A couple days later, the physician calls the laboratory very upset because the
patient was contacted by the public health agency—but the physician had
not known the result.
It turns out the physician’s fax number had been incorrectly recorded in the laboratory, and the fax had never arrived. "There weren’t any technical aspects to be identified," Dr. Wagar says. "The consequences, however, were a strained relationship between a physician and a patient, and between a physician and the lab. The lesson is that some types of sensitive tests only require one piece of Swiss cheese."
One type of personnel issue that can arise is fragmented employee loyalty, where employees identify with their lab sub-sections rather than the lab as a whole, she says. Dr. Wagar shares an example in which a specimen labeled "chest drainage" was forwarded to both the hematology and chemistry areas.
"The hematology and chemistry areas cancel the test because they do not test ’drainage,’" she says. "A call to the floor clarifies the specimen type as a pleural effusion. The test orders are reactivated." But by then eight hours have elapsed, and "when an upset floor nurse calls the receiving and the chemistry labs, employees in each section point fingers at the other section for causing the delay."
A process analysis identifies such problems as delays from receiving to the individual test areas due to short staffing, poor communication from the physician regarding the test type that should have been caught earlier and clarified, and employees’ balkanized loyalties within the lab to their areas. "They were most worried about chemistry, or hematology, instead of whether the patient’s test was being performed," Dr. Wagar says. "Employees spent a lot of time finger-pointing and blaming."
In addition to deemphasizing the blame game in such situations, laboratory managers must "reinforce the larger goal of patient care on a routine and regular basis," she says. "The process should be fully explored for problems and solutions, and leadership should emphasize, always, the importance of supporting other lab employees."
An example of a process issue could be the need to immediately communicate critical lab values to the physician. "There usually are strict responses to procedures," Dr. Wagar says. "It often occurs at inconvenient hours in the middle of the night."
For example, an 82-year-old woman with low-grade fever and shortness of breath is found through a sputum culture and preliminary blood work to have a potassium level higher than the lab’s defined critical value. But an attempt to page the physician at 1 AM is unsuccessful, and the contact directory does not list an answering service.
"A critical value was identified, and a caregiver was not notified of the result. That’s major," Dr. Wagar says. "The clinical laboratory did not have a backup contact information system for the clinician, and the clinical laboratory did not have a specific procedure for handling contacts that are not immediately available."

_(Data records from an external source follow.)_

impl<I, B, F> RefreshController<I, B, F>
where
    I: PanelInterface,
    B: AsRef<[u8]> + AsMut<[u8]>,
    F: FnMut(&mut PixelBuffer<B>),
{
    /// Install the draw callback
    ///
    /// The callback runs at the start of every cycle, after the buffer was
    /// cleared to white if `clear_before_draw` is set.
    pub fn with_draw<G>(self, draw: G) -> RefreshController<I, B, G>
    where
        G: FnMut(&mut PixelBuffer<B>),
    {
        RefreshController {
            interface: self.interface,
            buffer: self.buffer,
            previous: self.previous,
            draw: Some(draw),
            config: self.config,
            panel: self.panel,
            counters: self.counters,
            diagnostics: self.diagnostics,
            state: self.state,
            power: self.power,
            pending: self.pending,
            cycle: self.cycle,
            boot_full_pending: self.boot_full_pending,
            shut_down: self.shut_down,
            now_ms: self.now_ms,
            last_tick_ms: self.last_tick_ms,
        }
    }

    /// Request a cycle with the configured waveform
    ///
    /// Returns `false` if the request was dropped.
    pub fn tick(&mut self) -> bool {
        self.trigger(None)
    }

    /// Request a cycle, optionally forcing the waveform for that cycle only
    ///
    /// The request is dropped (and counted in the diagnostics) while a cycle
    /// is in flight or queued, and after [`shutdown`](Self::shutdown).
    pub fn trigger(&mut self, override_mode: Option<UpdateMode>) -> bool {
        if self.shut_down {
            log::warn!("refresh request dropped after shutdown");
        } else if self.state != State::Idle {
            log::warn!("refresh request dropped while {}", self.state.name());
        } else if self.pending.is_some() {
            log::warn!("refresh request dropped, one is already pending");
        } else {
            self.pending = Some(Request { override_mode });
            return true;
        }
        self.diagnostics.record_dropped_tick();
        false
    }

    /// Advance the controller from a cooperative main loop
    ///
    /// `now_ms` is a free-running millisecond clock; wrap-around is handled.
    /// Issues the periodic tick when the polling interval has elapsed (the
    /// first call ticks right away), then runs the cycle until it has to wait
    /// on the panel. Returns the outcome when a cycle finishes.
    pub fn poll<D: DelayNs>(&mut self, now_ms: u32, delay: &mut D) -> Option<CycleOutcome> {
        self.now_ms = now_ms;
        if self.shut_down {
            return None;
        }

        let interval = self.config.polling_interval_ms;
        if self
            .last_tick_ms
            .is_none_or(|last| now_ms.wrapping_sub(last) >= interval)
        {
            self.last_tick_ms = Some(now_ms);
            self.tick();
        }

        loop {
            match self.step(delay) {
                Step::Continue => {}
                Step::Idle | Step::Wait => return None,
                Step::Done(outcome) => return Some(outcome),
            }
        }
    }

    /// Run one whole cycle
    ///
    /// Busy waits poll every millisecond and are bounded by the model
    /// timeouts. Returns `None` if the request was dropped because a cycle
    /// is already in flight or the controller was shut down.
    pub fn update<D: DelayNs>(
        &mut self,
        override_mode: Option<UpdateMode>,
        delay: &mut D,
    ) -> Option<CycleOutcome> {
        if self.shut_down || self.state != State::Idle {
            if self.shut_down {
                log::warn!("update dropped after shutdown");
            } else {
                log::warn!("update dropped while {}", self.state.name());
            }
            self.diagnostics.record_dropped_tick();
            return None;
        }
        // A queued tick is served by this cycle
        self.pending = Some(Request { override_mode });

        loop {
            match self.step(delay) {
                Step::Continue => {}
                Step::Wait => {
                    delay.delay_ms(1);
                    self.now_ms = self.now_ms.wrapping_add(1);
                }
                Step::Idle => return None,
                Step::Done(outcome) => return Some(outcome),
            }
        }
    }

    /// Put the panel into deep sleep and stop accepting requests
    ///
    /// A cycle in flight is abandoned.
    pub fn shutdown(&mut self) -> Result<(), I::Error> {
        log::info!("shutting down panel");
        self.shut_down = true;
        self.pending = None;
        self.state = State::Idle;
        let result = self.enter_deep_sleep();
        if result.is_err() {
            self.power = Power::Uninitialized;
        }
        result
    }

    /// Log the configuration at info level
    pub fn log_config(&self) {
        let native = self.panel.native;
        log::info!("CrowPanel e-paper");
        log::info!("  Model: {}", self.panel.name);
        log::info!("  Native size: {}x{}", native.width, native.height);
        log::info!("  Rotation: {}", self.config.rotation.degrees());
        log::info!("  Update mode: {}", self.config.update_mode.name());
        log::info!("  Full update every: {}", self.config.full_update_every);
        log::info!("  Polling interval: {} ms", self.config.polling_interval_ms);
        log::info!(
            "  Busy pin: {}",
            if self.interface.has_busy_line() {
                "yes"
            } else {
                "no"
            }
        );
        log::info!(
            "  Sleep between updates: {}",
            self.config.sleep_between_updates
        );
    }

    /// Current phase
    pub fn state(&self) -> State {
        self.state
    }

    /// Whether [`shutdown`](Self::shutdown) was called
    pub fn is_shut_down(&self) -> bool {
        self.shut_down
    }

    /// Refresh counters
    pub fn counters(&self) -> &RefreshCounters {
        &self.counters
    }

    /// Partial/fast updates since the last full refresh
    pub fn partial_count(&self) -> u32 {
        self.counters.partial_count()
    }

    /// Runtime diagnostics
    pub fn diagnostics(&self) -> &DiagnosticLog {
        &self.diagnostics
    }

    /// Mutable runtime diagnostics, e.g. to clear them
    pub fn diagnostics_mut(&mut self) -> &mut DiagnosticLog {
        &mut self.diagnostics
    }

    /// Controller configuration
    pub fn config(&self) -> &Config {
        &self.config
    }

    /// Static description of the panel
    pub fn panel(&self) -> &'static PanelModel {
        self.panel
    }

    /// Logical drawing size
    pub fn dimensions(&self) -> Dimensions {
        self.buffer.dimensions()
    }

    /// Drawing rotation
    pub fn rotation(&self) -> Rotation {
        self.buffer.rotation()
    }

    /// Frame buffer
    pub fn buffer(&self) -> &PixelBuffer<B> {
        &self.buffer
    }

    /// Mutable frame buffer, for drawing without a callback
    pub fn buffer_mut(&mut self) -> &mut PixelBuffer<B> {
        &mut self.buffer
    }

    /// Transport
    pub fn interface(&self) -> &I {
        &self.interface
    }

    /// Release the transport and the frame storage
    pub fn release(self) -> (I, PixelBuffer<B>, Option<B>) {
        (self.interface, self.buffer, self.previous)
    }

    fn step<D: DelayNs>(&mut self, delay: &mut D) -> Step {
        match self.state {
            State::Idle => match self.pending.take() {
                Some(request) => self.begin(request, delay),
                None => Step::Idle,
            },
            State::Waking => match self.check_ready(self.panel.timing.wake_timeout_ms) {
                Readiness::Pending => Step::Wait,
                Readiness::Ready | Readiness::TimedOut => {
                    self.power = Power::Awake;
                    self.state = State::Transferring;
                    Step::Continue
                }
            },
            State::Transferring => match self.transfer() {
                Ok(()) => {
                    self.state = State::Latching;
                    Step::Continue
                }
                Err(e) => Step::Done(self.abort(&e)),
            },
            State::Latching => match self.latch(delay) {
                Ok(()) => {
                    self.state = State::Settling;
                    self.cycle.wait_started_ms = self.now_ms;
                    Step::Continue
                }
                Err(e) => Step::Done(self.abort(&e)),
            },
            State::Settling => match self.check_ready(self.panel.timing.refresh_timeout_ms) {
                Readiness::Pending => Step::Wait,
                Readiness::Ready | Readiness::TimedOut => Step::Done(self.finish()),
            },
        }
    }

    fn begin<D: DelayNs>(&mut self, request: Request, delay: &mut D) -> Step {
        if let Some(draw) = self.draw.as_mut() {
            if self.config.clear_before_draw {
                self.buffer.fill(Color::White);
            }
            draw(&mut self.buffer);
        }

        let mode = self.choose_mode(request.override_mode);
        log::debug!(
            "starting {} refresh ({} since last full)",
            mode.name(),
            self.counters.partial_count()
        );
        self.cycle = Cycle {
            mode,
            overridden: request.override_mode.is_some(),
            timed_out: false,
            wait_started_ms: self.now_ms,
        };

        if self.power == Power::Awake {
            self.state = State::Transferring;
            return Step::Continue;
        }

        self.state = State::Waking;
        if let Err(e) = self.wake(delay) {
            return Step::Done(self.abort(&e));
        }
        self.cycle.wait_started_ms = self.now_ms;
        Step::Continue
    }

    fn choose_mode(&mut self, override_mode: Option<UpdateMode>) -> UpdateMode {
        let boot_full = core::mem::take(&mut self.boot_full_pending);
        let mode = if boot_full && override_mode.is_none() {
            UpdateMode::Full
        } else {
            self.counters.decide(self.config.update_mode, override_mode)
        };

        if self.panel.waveform(mode).is_none() {
            log::warn!("{} has no {} waveform, using full", self.panel.name, mode.name());
            return UpdateMode::Full;
        }
        if mode.accumulates_ghosting() && self.panel.needs_previous_frame && self.previous.is_none()
        {
            log::warn!("no previous frame for {} refresh, using full", mode.name());
            return UpdateMode::Full;
        }
        mode
    }

    /// Reset and replay the init sequence
    fn wake<D: DelayNs>(&mut self, delay: &mut D) -> Result<(), I::Error> {
        let kind = self
            .interface
            .reset(delay, self.config.reset_duration_ms);
        log::debug!("panel reset ({:?})", kind);

        for step in self.panel.init_sequence {
            self.interface.send_command(step.command)?;
            if !step.data.is_empty() {
                self.interface.send_data(step.data)?;
            }
            if step.delay_ms > 0 {
                delay.delay_ms(u32::from(step.delay_ms));
            }
        }
        Ok(())
    }

    fn transfer(&mut self) -> Result<(), I::Error> {
        let mode = self.cycle.mode;
        let waveform = self
            .panel
            .waveform(mode)
            .copied()
            .unwrap_or(self.panel.full);

        self.interface.send_command(BORDER_WAVEFORM)?;
        self.interface.send_data(&[waveform.border])?;
        self.interface.send_command(DISPLAY_UPDATE_CTRL1)?;
        self.interface.send_data(&waveform.update_ctrl1)?;

        let size = self.buffer.len();
        if mode.accumulates_ghosting() {
            if let Some(previous) = self.previous.as_ref() {
                let old = previous.as_ref().get(..size).unwrap_or(previous.as_ref());
                write_ram(&mut self.interface, self.panel, WRITE_RAM_OLD, old)?;
            }
        }
        write_ram(
            &mut self.interface,
            self.panel,
            WRITE_RAM_BW,
            self.buffer.as_bytes(),
        )
    }

    fn latch<D: DelayNs>(&mut self, delay: &mut D) -> Result<(), I::Error> {
        let waveform = self
            .panel
            .waveform(self.cycle.mode)
            .copied()
            .unwrap_or(self.panel.full);

        self.interface.send_command(DISPLAY_UPDATE_CTRL2)?;
        self.interface.send_data(&[waveform.update_ctrl2])?;
        self.interface.send_command(MASTER_ACTIVATION)?;
        delay.delay_ms(self.panel.timing.latch_settle_ms);
        Ok(())
    }

    /// One non-blocking readiness check against the current wait
    ///
    /// At most one timeout is recorded per cycle.
    fn check_ready(&mut self, timeout_ms: u32) -> Readiness {
        let elapsed = self.now_ms.wrapping_sub(self.cycle.wait_started_ms);
        let readiness = self.interface.poll_ready(elapsed, timeout_ms);
        if readiness == Readiness::TimedOut && !self.cycle.timed_out {
            log::warn!(
                "panel still busy after {} ms while {}",
                elapsed,
                self.state.name()
            );
            self.diagnostics
                .record(Diagnostic::TransportTimeout { state: self.state });
            self.cycle.timed_out = true;
        }
        readiness
    }

    fn finish(&mut self) -> CycleOutcome {
        let Cycle {
            mode,
            overridden,
            timed_out,
            ..
        } = self.cycle;

        if !(overridden && self.config.override_counting == OverrideCounting::Ignore) {
            self.counters.record(mode);
        }

        let size = self.buffer.len();
        if let Some(previous) = self.previous.as_mut() {
            if let Some(snapshot) = previous.as_mut().get_mut(..size) {
                snapshot.copy_from_slice(self.buffer.as_bytes());
            }
        }

        self.state = State::Idle;
        if self.config.sleep_between_updates {
            if let Err(e) = self.enter_deep_sleep() {
                log::warn!("deep sleep failed: {:?}", e);
                self.diagnostics
                    .record(Diagnostic::BusFailure { state: State::Idle });
                self.power = Power::Uninitialized;
            }
        }

        log::debug!(
            "{} refresh done, {} since last full",
            mode.name(),
            self.counters.partial_count()
        );
        CycleOutcome::Completed { mode, timed_out }
    }

    fn abort(&mut self, error: &I::Error) -> CycleOutcome {
        let state = self.state;
        log::warn!("bus failure while {}: {:?}", state.name(), error);
        self.diagnostics.record(Diagnostic::BusFailure { state });
        self.power = Power::Uninitialized;
        self.state = State::Idle;
        CycleOutcome::Aborted {
            mode: self.cycle.mode,
            state,
        }
    }

    fn enter_deep_sleep(&mut self) -> Result<(), I::Error> {
        self.interface.send_command(DEEP_SLEEP)?;
        self.interface.send_data(&[DEEP_SLEEP_MODE_1])?;
        self.power = Power::Asleep;
        log::debug!("panel in deep sleep");
        Ok(())
    }
}
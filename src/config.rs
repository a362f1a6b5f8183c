//! Controller configuration types and builder

pub use crate::error::ConfigError;
use crate::model::Model;
use crate::policy::{OverrideCounting, UpdateMode};

/// Longest accepted reset pulse in milliseconds
pub const MAX_RESET_DURATION_MS: u32 = 500;

/// Default polling interval (60 s)
pub const DEFAULT_POLLING_INTERVAL_MS: u32 = 60_000;

/// Default number of partial/fast updates between forced full refreshes
pub const DEFAULT_FULL_UPDATE_EVERY: u32 = 10;

/// Panel dimensions in pixels
#[derive(Clone, Copy, Debug, PartialEq, Eq)]
pub struct Dimensions {
    /// Width in pixels
    pub width: u16,
    /// Height in pixels
    pub height: u16,
}

impl Dimensions {
    /// Create new dimensions with validation
    ///
    /// # Errors
    ///
    /// Returns `ConfigError::InvalidDimensions` if either side is zero.
    pub fn new(width: u16, height: u16) -> Result<Self, ConfigError> {
        if width == 0 || height == 0 {
            return Err(ConfigError::InvalidDimensions { width, height });
        }
        Ok(Self { width, height })
    }

    /// Number of pixels
    pub fn pixels(&self) -> usize {
        self.width as usize * self.height as usize
    }

    /// Packed buffer size in bytes for the given bit depth, rounded up
    pub fn buffer_size(&self, bits_per_pixel: u8) -> usize {
        (self.pixels() * bits_per_pixel as usize).div_ceil(8)
    }

    /// Dimensions with width and height swapped
    pub fn transposed(&self) -> Self {
        Self {
            width: self.height,
            height: self.width,
        }
    }
}

/// Rotation of the logical drawing surface relative to the native panel
#[derive(Clone, Copy, Debug, Default, PartialEq, Eq)]
pub enum Rotation {
    /// No rotation
    #[default]
    Rotate0,
    /// Rotate 90 degrees clockwise
    Rotate90,
    /// Rotate 180 degrees
    Rotate180,
    /// Rotate 270 degrees clockwise
    Rotate270,
}

impl Rotation {
    /// Parse a rotation given in degrees
    ///
    /// # Errors
    ///
    /// Returns `ConfigError::InvalidRotation` unless `degrees` is 0, 90, 180 or 270.
    pub fn from_degrees(degrees: u16) -> Result<Self, ConfigError> {
        match degrees {
            0 => Ok(Self::Rotate0),
            90 => Ok(Self::Rotate90),
            180 => Ok(Self::Rotate180),
            270 => Ok(Self::Rotate270),
            _ => Err(ConfigError::InvalidRotation { degrees }),
        }
    }

    /// Rotation in degrees
    pub fn degrees(self) -> u16 {
        match self {
            Self::Rotate0 => 0,
            Self::Rotate90 => 90,
            Self::Rotate180 => 180,
            Self::Rotate270 => 270,
        }
    }

    /// Whether width and height trade places
    pub fn swaps_axes(self) -> bool {
        matches!(self, Self::Rotate90 | Self::Rotate270)
    }
}

/// Controller configuration
///
/// Use [`Builder`] to create one.
#[derive(Clone, Debug, PartialEq)]
pub struct Config {
    /// Panel model
    pub model: Model,
    /// Rotation of the drawing surface
    pub rotation: Rotation,
    /// Waveform used when nothing forces another one
    pub update_mode: UpdateMode,
    /// Partial/fast updates allowed before a full refresh is forced (0 = never force)
    pub full_update_every: u32,
    /// Interval between periodic ticks in milliseconds
    pub polling_interval_ms: u32,
    /// Reset pulse length in milliseconds
    pub reset_duration_ms: u32,
    /// Put the panel into deep sleep after every update
    pub sleep_between_updates: bool,
    /// Force the first update after construction to use the full waveform
    pub full_refresh_on_boot: bool,
    /// Fill the buffer with white before the draw callback runs
    pub clear_before_draw: bool,
    /// How one-shot overrides affect the refresh counters
    pub override_counting: OverrideCounting,
}

/// Builder for [`Config`]
///
/// # Example
///
/// ```
/// use crowpanel_epd::{Builder, Model, Rotation, UpdateMode};
///
/// let config = Builder::new()
///     .model(Model::CrowPanel4in2)
///     .update_mode(UpdateMode::Partial)
///     .full_update_every(5)
///     .rotation(Rotation::Rotate90)
///     .build();
/// assert!(config.is_ok());
/// ```
#[must_use]
#[derive(Clone, Debug)]
pub struct Builder {
    model: Option<Model>,
    rotation: Rotation,
    update_mode: UpdateMode,
    full_update_every: u32,
    polling_interval_ms: u32,
    reset_duration_ms: Option<u32>,
    sleep_between_updates: bool,
    full_refresh_on_boot: bool,
    clear_before_draw: bool,
    override_counting: OverrideCounting,
}

impl Default for Builder {
    fn default() -> Self {
        Self {
            model: None,
            rotation: Rotation::Rotate0,
            update_mode: UpdateMode::Full,
            full_update_every: DEFAULT_FULL_UPDATE_EVERY,
            polling_interval_ms: DEFAULT_POLLING_INTERVAL_MS,
            // Falls back to the model's reset hold time
            reset_duration_ms: None,
            sleep_between_updates: false,
            full_refresh_on_boot: false,
            clear_before_draw: true,
            override_counting: OverrideCounting::Actual,
        }
    }
}

impl Builder {
    /// Create a new Builder with default values
    pub fn new() -> Self {
        Self::default()
    }

    /// Set the panel model (required)
    pub fn model(mut self, model: Model) -> Self {
        self.model = Some(model);
        self
    }

    /// Set the drawing surface rotation
    pub fn rotation(mut self, rotation: Rotation) -> Self {
        self.rotation = rotation;
        self
    }

    /// Set the configured waveform
    pub fn update_mode(mut self, mode: UpdateMode) -> Self {
        self.update_mode = mode;
        self
    }

    /// Set how many partial/fast updates may run before a full one is forced
    ///
    /// 0 disables the forced full refresh.
    pub fn full_update_every(mut self, count: u32) -> Self {
        self.full_update_every = count;
        self
    }

    /// Set the periodic tick interval in milliseconds
    pub fn polling_interval_ms(mut self, interval_ms: u32) -> Self {
        self.polling_interval_ms = interval_ms;
        self
    }

    /// Set the reset pulse length in milliseconds
    pub fn reset_duration_ms(mut self, duration_ms: u32) -> Self {
        self.reset_duration_ms = Some(duration_ms);
        self
    }

    /// Put the panel into deep sleep between updates
    pub fn sleep_between_updates(mut self, value: bool) -> Self {
        self.sleep_between_updates = value;
        self
    }

    /// Force the first update to be a full refresh
    pub fn full_refresh_on_boot(mut self, value: bool) -> Self {
        self.full_refresh_on_boot = value;
        self
    }

    /// Clear the buffer to white before calling the draw callback
    pub fn clear_before_draw(mut self, value: bool) -> Self {
        self.clear_before_draw = value;
        self
    }

    /// Choose how one-shot overrides affect the refresh counters
    pub fn override_counting(mut self, value: OverrideCounting) -> Self {
        self.override_counting = value;
        self
    }

    /// Build the configuration
    ///
    /// # Errors
    ///
    /// - `ConfigError::MissingModel` if no model was set
    /// - `ConfigError::UnsupportedMode` if the model has no waveform for the configured mode
    /// - `ConfigError::ResetDurationTooLong` if the reset pulse exceeds [`MAX_RESET_DURATION_MS`]
    /// - `ConfigError::InvalidPollingInterval` if the interval is zero
    pub fn build(self) -> Result<Config, ConfigError> {
        let model = self.model.ok_or(ConfigError::MissingModel)?;
        let panel = model.panel();

        if panel.waveform(self.update_mode).is_none() {
            return Err(ConfigError::UnsupportedMode {
                model,
                mode: self.update_mode,
            });
        }

        let reset_duration_ms = self
            .reset_duration_ms
            .unwrap_or(panel.timing.reset_hold_ms);
        if reset_duration_ms > MAX_RESET_DURATION_MS {
            return Err(ConfigError::ResetDurationTooLong {
                duration_ms: reset_duration_ms,
            });
        }

        if self.polling_interval_ms == 0 {
            return Err(ConfigError::InvalidPollingInterval);
        }

        Ok(Config {
            model,
            rotation: self.rotation,
            update_mode: self.update_mode,
            full_update_every: self.full_update_every,
            polling_interval_ms: self.polling_interval_ms,
            reset_duration_ms,
            sleep_between_updates: self.sleep_between_updates,
            full_refresh_on_boot: self.full_refresh_on_boot,
            clear_before_draw: self.clear_before_draw,
            override_counting: self.override_counting,
        })
    }
}

#[cfg(test)]
mod tests {
    use super::*;

    #[test]
    fn test_builder_defaults() {
        let config = Builder::new().model(Model::CrowPanel4in2).build().unwrap();
        assert_eq!(config.update_mode, UpdateMode::Full);
        assert_eq!(config.full_update_every, 10);
        assert_eq!(config.polling_interval_ms, 60_000);
        assert_eq!(config.rotation, Rotation::Rotate0);
        assert_eq!(config.reset_duration_ms, 10);
        assert!(config.clear_before_draw);
        assert!(!config.sleep_between_updates);
        assert_eq!(config.override_counting, OverrideCounting::Actual);
    }

    #[test]
    fn test_builder_missing_model() {
        assert!(matches!(
            Builder::new().build(),
            Err(ConfigError::MissingModel)
        ));
    }

    #[test]
    fn test_builder_rejects_unsupported_mode() {
        let result = Builder::new()
            .model(Model::CrowPanel5in79)
            .update_mode(UpdateMode::Fast)
            .build();
        assert!(matches!(
            result,
            Err(ConfigError::UnsupportedMode {
                mode: UpdateMode::Fast,
                ..
            })
        ));
    }

    #[test]
    fn test_builder_reset_duration_limit() {
        let ok = Builder::new()
            .model(Model::CrowPanel4in2)
            .reset_duration_ms(500)
            .build();
        assert_eq!(ok.unwrap().reset_duration_ms, 500);

        let too_long = Builder::new()
            .model(Model::CrowPanel4in2)
            .reset_duration_ms(501)
            .build();
        assert!(matches!(
            too_long,
            Err(ConfigError::ResetDurationTooLong { duration_ms: 501 })
        ));
    }

    #[test]
    fn test_builder_zero_polling_interval() {
        let result = Builder::new()
            .model(Model::CrowPanel4in2)
            .polling_interval_ms(0)
            .build();
        assert!(matches!(result, Err(ConfigError::InvalidPollingInterval)));
    }

    #[test]
    fn test_rotation_from_degrees() {
        assert_eq!(Rotation::from_degrees(0).unwrap(), Rotation::Rotate0);
        assert_eq!(Rotation::from_degrees(270).unwrap(), Rotation::Rotate270);
        assert!(matches!(
            Rotation::from_degrees(45),
            Err(ConfigError::InvalidRotation { degrees: 45 })
        ));
        assert_eq!(Rotation::Rotate180.degrees(), 180);
    }

    #[test]
    fn test_dimensions() {
        assert!(Dimensions::new(0, 10).is_err());
        let dims = Dimensions::new(13, 3).unwrap();
        assert_eq!(dims.buffer_size(1), 5);
        assert_eq!(dims.buffer_size(4), 20);
        assert_eq!(dims.transposed(), Dimensions::new(3, 13).unwrap());
    }
}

The solutions could be understanding how clinicians of various specialties want critical values to be handled and what they consider to be critical values. "You also need to write a comprehensive procedure for handling critical value notification, including non-response calls," Dr. Wagar says. "This is an incredibly important area, and will be primary in your Joint Commission inspections with the new patient safety standards."
Ed Finkel is a writer in Evanston, Ill.